### [Task description]
Which lines in the records below contain the word "GenerateArgs"? Report each of them.

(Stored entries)
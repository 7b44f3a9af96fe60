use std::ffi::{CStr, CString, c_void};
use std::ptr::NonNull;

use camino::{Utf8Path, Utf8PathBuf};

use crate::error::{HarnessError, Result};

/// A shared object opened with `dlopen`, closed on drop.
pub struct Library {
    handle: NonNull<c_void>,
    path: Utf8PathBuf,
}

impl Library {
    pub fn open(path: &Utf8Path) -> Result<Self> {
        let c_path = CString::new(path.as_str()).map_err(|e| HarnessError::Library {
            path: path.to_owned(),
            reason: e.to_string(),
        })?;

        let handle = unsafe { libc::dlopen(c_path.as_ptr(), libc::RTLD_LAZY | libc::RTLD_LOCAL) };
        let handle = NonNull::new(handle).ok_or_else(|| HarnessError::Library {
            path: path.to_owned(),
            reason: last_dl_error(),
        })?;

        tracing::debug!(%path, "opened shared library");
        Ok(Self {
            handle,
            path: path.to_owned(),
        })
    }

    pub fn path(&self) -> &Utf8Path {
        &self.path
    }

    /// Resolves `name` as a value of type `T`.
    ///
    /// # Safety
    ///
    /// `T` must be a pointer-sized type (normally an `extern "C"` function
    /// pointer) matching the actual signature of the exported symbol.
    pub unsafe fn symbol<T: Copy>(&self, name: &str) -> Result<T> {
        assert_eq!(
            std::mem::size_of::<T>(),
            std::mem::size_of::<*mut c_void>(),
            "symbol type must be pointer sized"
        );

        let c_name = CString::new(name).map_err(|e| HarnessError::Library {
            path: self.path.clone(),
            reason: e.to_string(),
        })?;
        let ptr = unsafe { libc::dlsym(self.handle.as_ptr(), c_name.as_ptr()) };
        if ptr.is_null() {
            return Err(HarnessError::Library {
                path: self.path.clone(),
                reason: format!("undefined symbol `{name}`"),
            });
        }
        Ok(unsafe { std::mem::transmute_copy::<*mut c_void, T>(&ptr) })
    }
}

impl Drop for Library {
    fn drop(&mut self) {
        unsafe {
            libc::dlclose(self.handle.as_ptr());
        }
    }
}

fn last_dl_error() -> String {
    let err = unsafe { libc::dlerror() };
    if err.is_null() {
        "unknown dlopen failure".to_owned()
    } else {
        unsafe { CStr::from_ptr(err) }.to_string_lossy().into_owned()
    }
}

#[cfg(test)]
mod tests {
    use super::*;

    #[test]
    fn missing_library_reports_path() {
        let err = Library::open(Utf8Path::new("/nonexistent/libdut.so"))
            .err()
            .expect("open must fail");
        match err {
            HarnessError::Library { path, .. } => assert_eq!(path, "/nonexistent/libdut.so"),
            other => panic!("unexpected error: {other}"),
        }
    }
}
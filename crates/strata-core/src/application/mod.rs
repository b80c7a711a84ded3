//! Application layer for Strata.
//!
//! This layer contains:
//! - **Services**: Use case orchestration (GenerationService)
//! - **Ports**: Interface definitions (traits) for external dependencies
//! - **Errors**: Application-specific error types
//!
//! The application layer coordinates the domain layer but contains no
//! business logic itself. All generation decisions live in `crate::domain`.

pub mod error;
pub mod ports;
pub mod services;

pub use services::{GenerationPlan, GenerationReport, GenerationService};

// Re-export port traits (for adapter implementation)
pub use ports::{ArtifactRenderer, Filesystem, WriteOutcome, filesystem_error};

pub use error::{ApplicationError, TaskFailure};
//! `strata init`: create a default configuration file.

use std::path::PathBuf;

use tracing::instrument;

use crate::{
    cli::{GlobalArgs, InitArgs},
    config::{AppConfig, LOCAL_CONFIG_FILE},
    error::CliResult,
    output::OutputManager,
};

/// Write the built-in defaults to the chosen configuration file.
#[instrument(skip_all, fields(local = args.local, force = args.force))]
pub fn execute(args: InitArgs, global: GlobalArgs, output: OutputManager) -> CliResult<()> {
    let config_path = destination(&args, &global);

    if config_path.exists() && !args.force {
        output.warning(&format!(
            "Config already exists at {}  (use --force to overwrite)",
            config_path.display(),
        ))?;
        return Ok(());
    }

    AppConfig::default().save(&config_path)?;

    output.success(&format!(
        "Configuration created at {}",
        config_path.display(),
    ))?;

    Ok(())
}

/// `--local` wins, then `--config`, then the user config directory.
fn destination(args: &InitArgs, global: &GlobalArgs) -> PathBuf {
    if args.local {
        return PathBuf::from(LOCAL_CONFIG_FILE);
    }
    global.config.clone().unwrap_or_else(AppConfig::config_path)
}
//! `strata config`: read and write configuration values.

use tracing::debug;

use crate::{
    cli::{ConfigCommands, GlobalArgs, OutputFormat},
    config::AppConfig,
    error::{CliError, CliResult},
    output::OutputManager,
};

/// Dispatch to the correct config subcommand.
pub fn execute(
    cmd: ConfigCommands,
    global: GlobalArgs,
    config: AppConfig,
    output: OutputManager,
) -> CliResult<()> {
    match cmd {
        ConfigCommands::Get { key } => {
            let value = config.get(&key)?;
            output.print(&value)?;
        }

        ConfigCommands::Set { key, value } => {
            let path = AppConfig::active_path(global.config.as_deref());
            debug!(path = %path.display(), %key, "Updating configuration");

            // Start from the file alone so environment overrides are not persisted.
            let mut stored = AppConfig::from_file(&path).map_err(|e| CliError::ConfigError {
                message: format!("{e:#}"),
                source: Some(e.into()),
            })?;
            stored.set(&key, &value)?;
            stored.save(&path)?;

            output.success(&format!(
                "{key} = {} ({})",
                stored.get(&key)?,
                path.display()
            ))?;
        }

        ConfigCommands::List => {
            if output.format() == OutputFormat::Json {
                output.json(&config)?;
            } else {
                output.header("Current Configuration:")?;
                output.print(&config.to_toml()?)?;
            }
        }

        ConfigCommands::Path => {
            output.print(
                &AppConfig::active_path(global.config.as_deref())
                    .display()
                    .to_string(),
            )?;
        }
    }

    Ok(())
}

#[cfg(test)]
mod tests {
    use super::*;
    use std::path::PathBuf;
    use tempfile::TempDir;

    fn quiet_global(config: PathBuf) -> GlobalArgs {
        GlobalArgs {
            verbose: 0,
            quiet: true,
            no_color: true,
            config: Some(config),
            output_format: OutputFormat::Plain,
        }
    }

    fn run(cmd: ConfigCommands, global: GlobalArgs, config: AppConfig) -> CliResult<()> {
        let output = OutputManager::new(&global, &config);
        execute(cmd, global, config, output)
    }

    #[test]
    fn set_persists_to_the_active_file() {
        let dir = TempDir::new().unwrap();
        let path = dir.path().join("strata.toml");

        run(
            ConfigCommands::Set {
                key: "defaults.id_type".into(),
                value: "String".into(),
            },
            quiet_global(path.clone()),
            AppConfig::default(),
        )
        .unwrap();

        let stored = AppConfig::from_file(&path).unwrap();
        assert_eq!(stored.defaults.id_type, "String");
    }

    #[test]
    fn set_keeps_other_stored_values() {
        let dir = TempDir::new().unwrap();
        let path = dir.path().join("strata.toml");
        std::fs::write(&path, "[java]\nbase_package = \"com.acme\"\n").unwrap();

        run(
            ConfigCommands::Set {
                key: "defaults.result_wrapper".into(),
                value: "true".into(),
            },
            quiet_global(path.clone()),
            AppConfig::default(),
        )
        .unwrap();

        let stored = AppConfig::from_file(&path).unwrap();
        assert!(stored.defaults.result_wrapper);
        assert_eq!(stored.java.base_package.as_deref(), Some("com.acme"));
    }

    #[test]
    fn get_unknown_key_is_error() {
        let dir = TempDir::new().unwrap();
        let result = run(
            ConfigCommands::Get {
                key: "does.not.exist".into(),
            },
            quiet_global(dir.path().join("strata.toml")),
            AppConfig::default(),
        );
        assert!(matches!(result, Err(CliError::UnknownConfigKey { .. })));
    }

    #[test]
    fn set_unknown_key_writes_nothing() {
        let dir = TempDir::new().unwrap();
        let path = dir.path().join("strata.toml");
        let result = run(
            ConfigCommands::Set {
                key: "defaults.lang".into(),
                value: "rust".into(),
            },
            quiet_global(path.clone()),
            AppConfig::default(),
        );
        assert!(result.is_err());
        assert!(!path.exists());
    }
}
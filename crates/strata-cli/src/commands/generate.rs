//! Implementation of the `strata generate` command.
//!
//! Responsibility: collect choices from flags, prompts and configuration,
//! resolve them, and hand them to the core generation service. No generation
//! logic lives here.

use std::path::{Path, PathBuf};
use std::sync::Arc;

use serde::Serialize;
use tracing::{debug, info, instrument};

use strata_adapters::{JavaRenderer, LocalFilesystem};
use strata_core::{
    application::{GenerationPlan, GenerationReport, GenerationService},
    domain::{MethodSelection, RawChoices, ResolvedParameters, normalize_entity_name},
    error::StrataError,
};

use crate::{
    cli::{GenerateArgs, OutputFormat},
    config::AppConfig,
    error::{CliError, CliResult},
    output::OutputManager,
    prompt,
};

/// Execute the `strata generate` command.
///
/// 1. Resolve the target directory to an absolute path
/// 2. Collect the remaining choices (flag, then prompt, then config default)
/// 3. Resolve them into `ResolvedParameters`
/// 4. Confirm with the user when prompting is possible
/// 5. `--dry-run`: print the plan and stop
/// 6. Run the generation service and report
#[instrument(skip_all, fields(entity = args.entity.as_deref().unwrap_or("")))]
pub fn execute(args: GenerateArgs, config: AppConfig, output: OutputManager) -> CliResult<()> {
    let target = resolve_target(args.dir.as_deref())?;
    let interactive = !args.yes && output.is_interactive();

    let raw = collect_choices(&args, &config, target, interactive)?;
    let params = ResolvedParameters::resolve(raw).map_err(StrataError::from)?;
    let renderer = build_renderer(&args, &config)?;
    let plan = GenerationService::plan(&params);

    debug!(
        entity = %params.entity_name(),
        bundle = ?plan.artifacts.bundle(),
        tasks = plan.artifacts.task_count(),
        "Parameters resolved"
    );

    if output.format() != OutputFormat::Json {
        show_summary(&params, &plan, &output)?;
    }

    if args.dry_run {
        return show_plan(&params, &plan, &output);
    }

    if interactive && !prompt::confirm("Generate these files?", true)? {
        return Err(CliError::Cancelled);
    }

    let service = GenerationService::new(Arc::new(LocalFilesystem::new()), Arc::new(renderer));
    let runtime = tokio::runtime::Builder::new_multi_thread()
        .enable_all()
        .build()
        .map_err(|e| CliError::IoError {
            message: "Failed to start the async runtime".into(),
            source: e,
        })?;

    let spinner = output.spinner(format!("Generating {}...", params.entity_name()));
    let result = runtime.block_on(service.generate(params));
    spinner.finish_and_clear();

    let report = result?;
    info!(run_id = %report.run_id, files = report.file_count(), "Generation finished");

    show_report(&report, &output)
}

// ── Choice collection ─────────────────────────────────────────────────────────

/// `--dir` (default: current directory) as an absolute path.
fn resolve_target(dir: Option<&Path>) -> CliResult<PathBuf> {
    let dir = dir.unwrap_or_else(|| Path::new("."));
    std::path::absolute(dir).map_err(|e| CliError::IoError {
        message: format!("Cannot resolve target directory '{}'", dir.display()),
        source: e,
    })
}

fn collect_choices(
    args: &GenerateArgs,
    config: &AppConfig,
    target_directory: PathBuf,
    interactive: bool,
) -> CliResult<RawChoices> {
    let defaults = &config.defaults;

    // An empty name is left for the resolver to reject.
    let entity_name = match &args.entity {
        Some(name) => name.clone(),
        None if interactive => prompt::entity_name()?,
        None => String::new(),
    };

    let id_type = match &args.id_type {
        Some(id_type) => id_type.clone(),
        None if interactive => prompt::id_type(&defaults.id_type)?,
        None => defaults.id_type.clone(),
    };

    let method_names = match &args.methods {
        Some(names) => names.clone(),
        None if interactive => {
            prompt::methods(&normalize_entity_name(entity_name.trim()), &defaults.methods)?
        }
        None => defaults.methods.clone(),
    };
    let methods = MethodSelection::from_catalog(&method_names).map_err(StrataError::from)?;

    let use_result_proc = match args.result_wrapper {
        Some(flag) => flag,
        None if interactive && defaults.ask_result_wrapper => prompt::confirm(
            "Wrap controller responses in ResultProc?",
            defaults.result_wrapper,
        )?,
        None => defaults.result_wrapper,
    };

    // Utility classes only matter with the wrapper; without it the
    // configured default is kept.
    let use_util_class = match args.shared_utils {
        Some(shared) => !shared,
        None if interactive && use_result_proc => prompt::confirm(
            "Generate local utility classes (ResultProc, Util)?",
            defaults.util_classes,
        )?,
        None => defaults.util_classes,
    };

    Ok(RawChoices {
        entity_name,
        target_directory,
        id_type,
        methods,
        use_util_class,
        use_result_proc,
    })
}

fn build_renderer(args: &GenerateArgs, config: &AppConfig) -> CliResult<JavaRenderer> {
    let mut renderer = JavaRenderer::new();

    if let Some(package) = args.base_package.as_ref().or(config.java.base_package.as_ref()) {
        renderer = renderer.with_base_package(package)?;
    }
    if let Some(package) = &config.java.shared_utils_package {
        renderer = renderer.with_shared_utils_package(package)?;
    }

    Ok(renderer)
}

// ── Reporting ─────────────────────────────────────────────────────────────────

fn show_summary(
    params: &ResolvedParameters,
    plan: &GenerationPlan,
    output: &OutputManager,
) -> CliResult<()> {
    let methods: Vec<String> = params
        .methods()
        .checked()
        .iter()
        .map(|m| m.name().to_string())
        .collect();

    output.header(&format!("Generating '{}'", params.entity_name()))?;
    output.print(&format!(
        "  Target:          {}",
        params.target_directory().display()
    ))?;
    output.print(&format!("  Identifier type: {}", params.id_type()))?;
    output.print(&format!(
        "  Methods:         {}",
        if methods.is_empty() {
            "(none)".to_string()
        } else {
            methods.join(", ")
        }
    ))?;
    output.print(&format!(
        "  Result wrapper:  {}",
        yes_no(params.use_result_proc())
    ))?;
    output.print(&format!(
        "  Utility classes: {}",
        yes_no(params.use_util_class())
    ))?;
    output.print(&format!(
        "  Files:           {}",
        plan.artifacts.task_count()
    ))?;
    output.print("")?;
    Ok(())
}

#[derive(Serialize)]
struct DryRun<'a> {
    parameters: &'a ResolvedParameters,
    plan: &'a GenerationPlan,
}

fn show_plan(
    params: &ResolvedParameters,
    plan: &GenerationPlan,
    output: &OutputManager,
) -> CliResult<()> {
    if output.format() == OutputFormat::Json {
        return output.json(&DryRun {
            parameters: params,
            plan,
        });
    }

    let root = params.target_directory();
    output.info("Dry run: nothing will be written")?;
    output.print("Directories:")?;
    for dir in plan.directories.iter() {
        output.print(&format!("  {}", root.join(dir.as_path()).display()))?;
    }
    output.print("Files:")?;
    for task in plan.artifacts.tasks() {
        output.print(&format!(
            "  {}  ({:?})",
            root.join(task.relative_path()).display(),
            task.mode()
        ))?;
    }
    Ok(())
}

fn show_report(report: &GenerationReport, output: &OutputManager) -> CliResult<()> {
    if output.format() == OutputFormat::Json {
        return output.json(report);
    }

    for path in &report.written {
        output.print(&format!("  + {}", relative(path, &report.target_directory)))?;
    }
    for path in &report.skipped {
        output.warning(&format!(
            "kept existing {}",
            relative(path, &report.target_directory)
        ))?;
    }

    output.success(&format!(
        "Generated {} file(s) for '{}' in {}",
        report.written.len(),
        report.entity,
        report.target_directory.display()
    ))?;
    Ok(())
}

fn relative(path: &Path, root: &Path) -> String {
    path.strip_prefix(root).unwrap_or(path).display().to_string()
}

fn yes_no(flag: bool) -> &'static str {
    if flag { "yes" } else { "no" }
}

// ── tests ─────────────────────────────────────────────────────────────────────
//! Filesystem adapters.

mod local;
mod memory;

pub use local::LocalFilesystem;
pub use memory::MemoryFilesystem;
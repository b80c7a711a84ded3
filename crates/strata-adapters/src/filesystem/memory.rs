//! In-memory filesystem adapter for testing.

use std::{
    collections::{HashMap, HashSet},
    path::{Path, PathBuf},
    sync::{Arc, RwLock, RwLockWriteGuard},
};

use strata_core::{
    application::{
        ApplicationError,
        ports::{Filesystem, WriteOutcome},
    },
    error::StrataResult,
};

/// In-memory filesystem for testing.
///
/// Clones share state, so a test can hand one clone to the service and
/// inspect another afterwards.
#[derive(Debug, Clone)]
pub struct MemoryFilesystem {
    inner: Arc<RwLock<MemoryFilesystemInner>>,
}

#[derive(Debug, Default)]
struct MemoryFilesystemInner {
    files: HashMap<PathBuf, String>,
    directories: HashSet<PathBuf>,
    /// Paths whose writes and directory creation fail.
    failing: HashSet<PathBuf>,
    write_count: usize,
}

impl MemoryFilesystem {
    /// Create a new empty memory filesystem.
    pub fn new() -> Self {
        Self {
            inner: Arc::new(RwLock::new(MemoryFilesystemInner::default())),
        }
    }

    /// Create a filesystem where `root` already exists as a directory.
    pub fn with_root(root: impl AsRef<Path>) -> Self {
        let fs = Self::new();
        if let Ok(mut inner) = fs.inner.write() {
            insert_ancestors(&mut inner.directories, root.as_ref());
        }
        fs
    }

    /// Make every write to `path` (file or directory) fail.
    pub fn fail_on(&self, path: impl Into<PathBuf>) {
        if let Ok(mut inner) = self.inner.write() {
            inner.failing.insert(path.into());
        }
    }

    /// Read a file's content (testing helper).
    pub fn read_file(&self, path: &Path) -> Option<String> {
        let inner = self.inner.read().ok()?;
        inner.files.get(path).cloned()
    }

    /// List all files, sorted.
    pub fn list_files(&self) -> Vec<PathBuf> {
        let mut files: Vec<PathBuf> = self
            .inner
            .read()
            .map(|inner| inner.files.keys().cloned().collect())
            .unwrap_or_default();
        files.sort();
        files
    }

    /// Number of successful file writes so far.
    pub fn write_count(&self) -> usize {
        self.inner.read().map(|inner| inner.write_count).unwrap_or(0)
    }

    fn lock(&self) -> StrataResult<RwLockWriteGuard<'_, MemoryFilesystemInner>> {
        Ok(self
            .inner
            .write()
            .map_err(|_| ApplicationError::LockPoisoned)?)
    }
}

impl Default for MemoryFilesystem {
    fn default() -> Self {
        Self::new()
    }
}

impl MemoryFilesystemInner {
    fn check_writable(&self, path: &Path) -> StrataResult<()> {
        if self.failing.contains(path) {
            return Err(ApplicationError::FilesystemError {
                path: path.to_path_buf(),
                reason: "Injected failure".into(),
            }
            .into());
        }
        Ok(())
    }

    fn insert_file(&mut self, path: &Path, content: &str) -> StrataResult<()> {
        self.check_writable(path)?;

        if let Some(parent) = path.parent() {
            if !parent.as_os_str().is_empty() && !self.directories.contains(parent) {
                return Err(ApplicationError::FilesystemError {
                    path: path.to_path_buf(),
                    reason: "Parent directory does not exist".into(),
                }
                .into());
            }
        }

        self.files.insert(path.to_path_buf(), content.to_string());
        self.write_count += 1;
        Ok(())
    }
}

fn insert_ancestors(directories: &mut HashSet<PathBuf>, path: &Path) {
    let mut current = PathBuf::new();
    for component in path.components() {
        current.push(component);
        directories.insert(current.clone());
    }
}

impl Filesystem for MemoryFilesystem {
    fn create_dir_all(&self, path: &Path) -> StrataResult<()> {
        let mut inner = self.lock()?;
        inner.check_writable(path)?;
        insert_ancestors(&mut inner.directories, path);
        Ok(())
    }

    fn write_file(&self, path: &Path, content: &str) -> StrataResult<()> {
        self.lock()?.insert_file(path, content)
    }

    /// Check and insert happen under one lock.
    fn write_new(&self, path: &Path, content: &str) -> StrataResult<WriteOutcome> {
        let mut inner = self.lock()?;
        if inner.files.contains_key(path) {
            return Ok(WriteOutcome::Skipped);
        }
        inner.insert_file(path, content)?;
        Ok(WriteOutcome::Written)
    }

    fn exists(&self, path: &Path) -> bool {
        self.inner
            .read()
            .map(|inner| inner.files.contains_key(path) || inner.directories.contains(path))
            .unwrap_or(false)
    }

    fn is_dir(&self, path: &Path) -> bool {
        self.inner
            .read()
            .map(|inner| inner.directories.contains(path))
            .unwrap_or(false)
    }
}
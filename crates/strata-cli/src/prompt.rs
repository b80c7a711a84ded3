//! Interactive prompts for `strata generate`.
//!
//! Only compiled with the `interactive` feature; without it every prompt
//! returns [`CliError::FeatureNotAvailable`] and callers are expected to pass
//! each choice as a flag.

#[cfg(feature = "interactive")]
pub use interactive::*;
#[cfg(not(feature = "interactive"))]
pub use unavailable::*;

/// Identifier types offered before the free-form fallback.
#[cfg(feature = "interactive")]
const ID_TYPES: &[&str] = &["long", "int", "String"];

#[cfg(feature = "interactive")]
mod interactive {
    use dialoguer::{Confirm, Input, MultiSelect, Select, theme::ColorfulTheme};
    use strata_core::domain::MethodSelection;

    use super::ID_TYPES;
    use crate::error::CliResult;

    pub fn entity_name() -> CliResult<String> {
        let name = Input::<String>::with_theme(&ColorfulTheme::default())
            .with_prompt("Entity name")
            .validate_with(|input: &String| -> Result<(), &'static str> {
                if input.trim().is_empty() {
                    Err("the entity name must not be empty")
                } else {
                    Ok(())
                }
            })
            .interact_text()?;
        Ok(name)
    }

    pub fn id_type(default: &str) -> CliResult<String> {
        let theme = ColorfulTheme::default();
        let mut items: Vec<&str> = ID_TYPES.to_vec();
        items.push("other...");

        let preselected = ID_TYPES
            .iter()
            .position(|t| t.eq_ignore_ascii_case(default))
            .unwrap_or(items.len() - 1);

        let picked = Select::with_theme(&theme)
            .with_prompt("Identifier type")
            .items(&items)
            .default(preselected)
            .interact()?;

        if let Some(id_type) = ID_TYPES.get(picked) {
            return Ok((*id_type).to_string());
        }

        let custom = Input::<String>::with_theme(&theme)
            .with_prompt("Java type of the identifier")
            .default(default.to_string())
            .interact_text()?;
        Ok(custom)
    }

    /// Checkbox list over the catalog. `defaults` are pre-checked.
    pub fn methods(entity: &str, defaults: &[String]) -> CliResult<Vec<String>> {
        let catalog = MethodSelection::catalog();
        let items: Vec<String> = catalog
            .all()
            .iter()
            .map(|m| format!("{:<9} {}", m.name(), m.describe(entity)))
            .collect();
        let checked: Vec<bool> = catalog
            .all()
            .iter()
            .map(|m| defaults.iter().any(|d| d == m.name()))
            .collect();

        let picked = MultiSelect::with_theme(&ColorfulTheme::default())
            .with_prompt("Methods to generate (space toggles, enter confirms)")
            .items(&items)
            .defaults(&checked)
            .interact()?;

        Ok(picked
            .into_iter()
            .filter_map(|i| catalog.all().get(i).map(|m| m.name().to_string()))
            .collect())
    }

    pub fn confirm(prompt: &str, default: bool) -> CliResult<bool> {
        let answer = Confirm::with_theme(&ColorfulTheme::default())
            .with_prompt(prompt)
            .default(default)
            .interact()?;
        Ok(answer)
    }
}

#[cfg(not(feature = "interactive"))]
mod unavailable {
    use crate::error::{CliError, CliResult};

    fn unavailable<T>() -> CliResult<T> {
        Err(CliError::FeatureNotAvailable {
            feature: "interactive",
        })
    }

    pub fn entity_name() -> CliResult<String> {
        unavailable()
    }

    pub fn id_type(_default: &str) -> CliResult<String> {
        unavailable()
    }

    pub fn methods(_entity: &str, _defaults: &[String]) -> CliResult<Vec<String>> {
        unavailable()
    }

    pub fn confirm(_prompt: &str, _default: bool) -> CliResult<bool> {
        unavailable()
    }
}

### [Solution]
    cli::{GenerateArgs, OutputFormat},
pub fn execute(args: GenerateArgs, config: AppConfig, output: OutputManager) -> CliResult<()> {
    args: &GenerateArgs,
fn build_renderer(args: &GenerateArgs, config: &AppConfig) -> CliResult<JavaRenderer> {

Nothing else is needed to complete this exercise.